– SUMMARY –
Farm is now open self-serve 7 days a week 9:00 to 5:00 • Pick the last Mutsu APPLES and cut your own SPROUTS • GOODIES at the stand = apples & cider jugs every day; cider slushees & hot spiced cider on weekend • COVID rules include (1) Keep SAFE distance, (2) wear MASK in closer quarters, (3) monitor your KIDS, (4) BYOBags for picking produce • Drive slowwwwly on the farm • Thank you for being the kindest ‘Creekniks
– FULL STORY –
DEAR FARMKETEERS: Leave it to you – our brilliant and dedicated corps of locavores – to turn the WORST. YEAR. EVER. into the BEST. SEASON. EVER. This weekend we invite you to come pick the last mutsus and sprouts, and say farewell to the farm til next year. If there are a few remaining straggler apples to pick after the weekend, we might announce it on Facebook and Instagram instead of sending a Fresh Crop Alert. Thank you all for supporting local farms. Be well.
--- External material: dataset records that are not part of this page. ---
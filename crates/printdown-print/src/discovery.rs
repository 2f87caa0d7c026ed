// SPDX-License-Identifier: PMPL-1.0-or-later
// Copyright (c) 2026 Jonathan D.A. Jewell (hyperpolymath) <jonathan.jewell@open.ac.uk>
//
// mDNS-SD advertisement of the three print services.
//
// `_ipp._tcp.local.` lets desktop and mobile systems add the printer
// without configuration; the two `_pdl-datastream._tcp.local.` services
// announce the raw text and image sockets.  Advertisement is best-effort:
// every failure is logged and the printer keeps working by direct address.

use mdns_sd::{ServiceDaemon, ServiceInfo};
use tracing::{debug, info, warn};

use printdown_core::error::{PrintdownError, Result};

use crate::ipp_server::PRINTER_PATH;

/// Service type for IPP printers.
pub const IPP_SERVICE_TYPE: &str = "_ipp._tcp.local.";

/// Service type for raw socket printing.
pub const RAW_SERVICE_TYPE: &str = "_pdl-datastream._tcp.local.";

/// Ports the services are reachable on.
#[derive(Debug, Clone, Copy, PartialEq, Eq)]
pub struct ServicePorts {
    pub ipp: u16,
    pub text: u16,
    pub image: u16,
}

/// One service registration.
#[derive(Debug, Clone, PartialEq, Eq)]
pub struct ServiceSpec {
    pub service_type: &'static str,
    pub instance_name: String,
    pub port: u16,
    pub properties: Vec<(&'static str, String)>,
}

/// Registers and unregisters the printer's services.
pub struct Advertiser {
    printer_name: String,
    hostname: String,
    ports: ServicePorts,
    daemon: Option<ServiceDaemon>,
    registered: Vec<String>,
}

impl Advertiser {
    pub fn new(printer_name: impl Into<String>, ports: ServicePorts) -> Self {
        let hostname = std::env::var("HOSTNAME").unwrap_or_else(|_| "printdown".into());
        Self {
            printer_name: printer_name.into(),
            hostname,
            ports,
            daemon: None,
            registered: Vec::new(),
        }
    }

    /// Whether at least one service is currently registered.
    pub fn is_running(&self) -> bool {
        !self.registered.is_empty()
    }

    /// Full names of the registered services.
    pub fn registered(&self) -> &[String] {
        &self.registered
    }

    /// The registrations `start` performs.
    pub fn services(&self) -> Vec<ServiceSpec> {
        let rp = PRINTER_PATH.trim_start_matches('/');
        vec![
            ServiceSpec {
                service_type: IPP_SERVICE_TYPE,
                instance_name: self.printer_name.clone(),
                port: self.ports.ipp,
                properties: vec![
                    ("txtvers", "1".into()),
                    ("qtotal", "1".into()),
                    ("rp", rp.into()),
                    ("ty", self.printer_name.clone()),
                    ("pdl", "application/pdf,text/plain".into()),
                ],
            },
            ServiceSpec {
                service_type: RAW_SERVICE_TYPE,
                instance_name: format!("{} Text", self.printer_name),
                port: self.ports.text,
                properties: vec![("ty", format!("{} Text", self.printer_name))],
            },
            ServiceSpec {
                service_type: RAW_SERVICE_TYPE,
                instance_name: format!("{} Image", self.printer_name),
                port: self.ports.image,
                properties: vec![("ty", format!("{} Image", self.printer_name))],
            },
        ]
    }

    /// Register all services.  Never fails; problems are logged.
    pub fn start(&mut self) {
        if self.daemon.is_some() {
            debug!("advertiser already running");
            return;
        }

        let daemon = match create_daemon() {
            Ok(d) => d,
            Err(e) => {
                warn!(error = %e, "advertisement disabled");
                return;
            }
        };

        let host = format!("{}.local.", self.hostname);
        for spec in self.services() {
            let properties: Vec<(&str, &str)> = spec
                .properties
                .iter()
                .map(|(k, v)| (*k, v.as_str()))
                .collect();

            let info = match ServiceInfo::new(
                spec.service_type,
                &spec.instance_name,
                &host,
                "", // no fixed address
                spec.port,
                &properties[..],
            ) {
                Ok(info) => info.enable_addr_auto(),
                Err(e) => {
                    warn!(service = %spec.instance_name, error = %e, "failed to build mDNS service info");
                    continue;
                }
            };

            let fullname = info.get_fullname().to_owned();
            match daemon.register(info) {
                Ok(()) => {
                    info!(
                        service_type = spec.service_type,
                        name = %spec.instance_name,
                        port = spec.port,
                        "mDNS service registered"
                    );
                    self.registered.push(fullname);
                }
                Err(e) => warn!(service = %spec.instance_name, error = %e, "failed to register mDNS service"),
            }
        }

        self.daemon = Some(daemon);
    }

    /// Unregister everything and shut the daemon down.
    pub fn stop(&mut self) {
        let Some(daemon) = self.daemon.take() else {
            return;
        };
        for fullname in self.registered.drain(..) {
            match daemon.unregister(&fullname) {
                Ok(_) => info!(name = %fullname, "mDNS service unregistered"),
                Err(e) => warn!(name = %fullname, error = %e, "failed to unregister mDNS service"),
            }
        }
        if let Err(e) = daemon.shutdown() {
            warn!(error = %e, "failed to shut down mDNS daemon");
        }
    }
}

fn create_daemon() -> Result<ServiceDaemon> {
    ServiceDaemon::new()
        .map_err(|e| PrintdownError::Discovery(format!("cannot create mDNS daemon: {e}")))
}

impl Drop for Advertiser {
    fn drop(&mut self) {
        self.stop();
    }
}

#[cfg(test)]
mod tests {
    use super::*;

    fn advertiser() -> Advertiser {
        Advertiser::new(
            "PrintDown",
            ServicePorts {
                ipp: 6310,
                text: 9100,
                image: 9101,
            },
        )
    }

    #[test]
    fn three_services_are_advertised() {
        let services = advertiser().services();
        assert_eq!(services.len(), 3);

        let ipp = &services[0];
        assert_eq!(ipp.service_type, "_ipp._tcp.local.");
        assert_eq!(ipp.port, 6310);
        assert!(ipp.properties.contains(&("rp", "ipp/print".to_string())));
        assert!(ipp.properties.contains(&("ty", "PrintDown".to_string())));

        let raw: Vec<(&str, u16)> = services[1..]
            .iter()
            .map(|s| (s.instance_name.as_str(), s.port))
            .collect();
        assert_eq!(raw, vec![("PrintDown Text", 9100), ("PrintDown Image", 9101)]);
        assert!(services[1..].iter().all(|s| s.service_type == RAW_SERVICE_TYPE));
    }

    #[test]
    fn start_and_stop_never_fail() {
        // Hosts without multicast yield no registrations rather than an error.
        let mut a = advertiser();
        a.start();
        assert!(a.registered().len() <= 3);
        a.stop();
        assert!(!a.is_running());
        assert!(a.registered().is_empty());
    }

    #[test]
    fn stop_without_start_is_harmless() {
        let mut a = advertiser();
        a.stop();
        assert!(!a.is_running());
    }
}
// SPDX-License-Identifier: PMPL-1.0-or-later
// Copyright (c) 2026 Jonathan D.A. Jewell (hyperpolymath) <jonathan.jewell@open.ac.uk>
//
// The output device capability.
//
// The executor talks to the printer only through `DeviceDriver`.  A driver is
// owned by exactly one executor thread, so implementations need not be
// reentrant.

pub mod escpos;
pub mod transport;

#[cfg(test)]
pub(crate) mod recording;

pub use escpos::EscPosDriver;
pub use transport::{DeviceFile, MemoryTransport, Transport};

use printdown_core::directive::{Alignment, StyleKind};
use printdown_core::error::DeviceError;

/// Character attributes applied to subsequent text.
///
/// `width` and `height` are character magnifications; 1 is normal size.
#[derive(Debug, Clone, Copy, PartialEq, Eq)]
pub struct TextStyle {
    pub bold: bool,
    pub underline: bool,
    pub invert: bool,
    pub width: u8,
    pub height: u8,
}

impl TextStyle {
    pub const NORMAL: Self = Self {
        bold: false,
        underline: false,
        invert: false,
        width: 1,
        height: 1,
    };

    pub fn bold(mut self) -> Self {
        self.bold = true;
        self
    }

    pub fn underline(mut self) -> Self {
        self.underline = true;
        self
    }

    pub fn invert(mut self) -> Self {
        self.invert = true;
        self
    }

    pub fn size(mut self, width: u8, height: u8) -> Self {
        self.width = width;
        self.height = height;
        self
    }

    pub fn is_normal(&self) -> bool {
        *self == Self::NORMAL
    }
}

impl Default for TextStyle {
    fn default() -> Self {
        Self::NORMAL
    }
}

impl From<StyleKind> for TextStyle {
    fn from(kind: StyleKind) -> Self {
        match kind {
            StyleKind::Bold => Self::NORMAL.bold(),
            StyleKind::Underline => Self::NORMAL.underline(),
            StyleKind::Invert => Self::NORMAL.invert(),
            StyleKind::DoubleHeight => Self::NORMAL.size(1, 2),
            StyleKind::DoubleWidth => Self::NORMAL.size(2, 1),
        }
    }
}

/// A printer that can render text and images.
///
/// Calls for one job are bracketed by `begin_job` and `end_job`.  Every
/// method reports failure as a [`DeviceError`]; the executor fails the job
/// and keeps going.
pub trait DeviceDriver: Send {
    /// Prepare the device for a new job (open, initialise).
    fn begin_job(&mut self) -> Result<(), DeviceError>;

    /// Print text with the current style and alignment.
    fn apply_text(&mut self, text: &str) -> Result<(), DeviceError>;

    fn set_style(&mut self, style: TextStyle) -> Result<(), DeviceError>;

    /// Back to [`TextStyle::NORMAL`].
    fn reset_style(&mut self) -> Result<(), DeviceError>;

    fn set_alignment(&mut self, alignment: Alignment) -> Result<(), DeviceError>;

    fn cut_paper(&mut self) -> Result<(), DeviceError>;

    /// Decode and print an encoded image (JPEG, PNG, ...).
    fn render_image(&mut self, image: &[u8]) -> Result<(), DeviceError>;

    /// Flush and release the device.
    fn end_job(&mut self) -> Result<(), DeviceError>;
}

impl<D: DeviceDriver + ?Sized> DeviceDriver for Box<D> {
    fn begin_job(&mut self) -> Result<(), DeviceError> {
        (**self).begin_job()
    }

    fn apply_text(&mut self, text: &str) -> Result<(), DeviceError> {
        (**self).apply_text(text)
    }

    fn set_style(&mut self, style: TextStyle) -> Result<(), DeviceError> {
        (**self).set_style(style)
    }

    fn reset_style(&mut self) -> Result<(), DeviceError> {
        (**self).reset_style()
    }

    fn set_alignment(&mut self, alignment: Alignment) -> Result<(), DeviceError> {
        (**self).set_alignment(alignment)
    }

    fn cut_paper(&mut self) -> Result<(), DeviceError> {
        (**self).cut_paper()
    }

    fn render_image(&mut self, image: &[u8]) -> Result<(), DeviceError> {
        (**self).render_image(image)
    }

    fn end_job(&mut self) -> Result<(), DeviceError> {
        (**self).end_job()
    }
}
Pick your own Mutsu apples. Mutsu is the annual orchard finale – and a delicious, versatile, delightful apple. It is an excellent dessert apple, and makes first-rate juice, pie, and sauce. Mutsus will not shrivel when stored, and they hold flavor through winter. Come pick the last pomes of the year.

Cut your own Brussels sprouts. These massively nutritious spheroids of cruciferous crunchings are your best food-friend in late autumn. Cut a fresh stalk yourself, pop off the sprouts, chop in half, stir fry with bacon or facon. Please cut the whole stalk, not individual sprouts.

Get sweet cider jugs for winter. This is the 11th – and possibly final – week of “Orchard Ambrosia,” our 100% unpasteurized, old-fashioned, nothing-added cider. You can get gallon and half-gallon jugs. It’s just apples and maybe a few pears, cold-pressed into juice. Freezes great, just drain off a little to keep the bottle from going kaboom in the freezer.

Today we say farewell to a great farm year, and a great Farm Friend, Robert, who passed away of cancer. From making delightful signs to wrangling spreadsheets of fruit tree data and all sorts of odd tasks in between, Robert was “the man” and a pleasure to have on the farm. He landed at The ‘Creek in 2017 upon returning to the USA after a teaching appointment in Poland.

Robert’s memorable signage – the famous “Produce Portal” and “Heirloom Clock” and other quirky guideposts around the farm – are now part of ‘Creek lore. Maybe these remind us to think about portals to other universes, and the longevity of trees versus human machines, a farmy meditation on deep space and deep time.

Seeing Robert walk through the orchard with his daughter, Grace, even as the disease made a simple walk very difficult, inspired all of us at the farm. Robert fought valiantly and with purpose.

November 1 would have been Robert’s 56th birthday. We all miss him. We miss his bread baking, his story telling, and his ever-so-dapper attire, fitting for the “Old Spice” model that we always imagined him to be in another life. Thank you, Robert.

This season we also said farewell to the gentlest giant of a fluffball farm dog. Zorro brought joy to THOUSANDS of u-pickers who encountered him in his usual posture – napping in the orchard – or ambling ever-so-leisurely to say hello to visitors with an “arfy woof.”

Zorro was a living poem. He was the 4-pawed, 130-pound embodiment of Walt Whitman’s celebrated line, “I lean and loafe at my ease… observing a spear of summer grass.” Now Zorro has flown to his mythical wintry mountain home atop the Pyrenees. Thank you for being with us, Zorro.

Love to y’all. Hope to see you at The ‘Creek.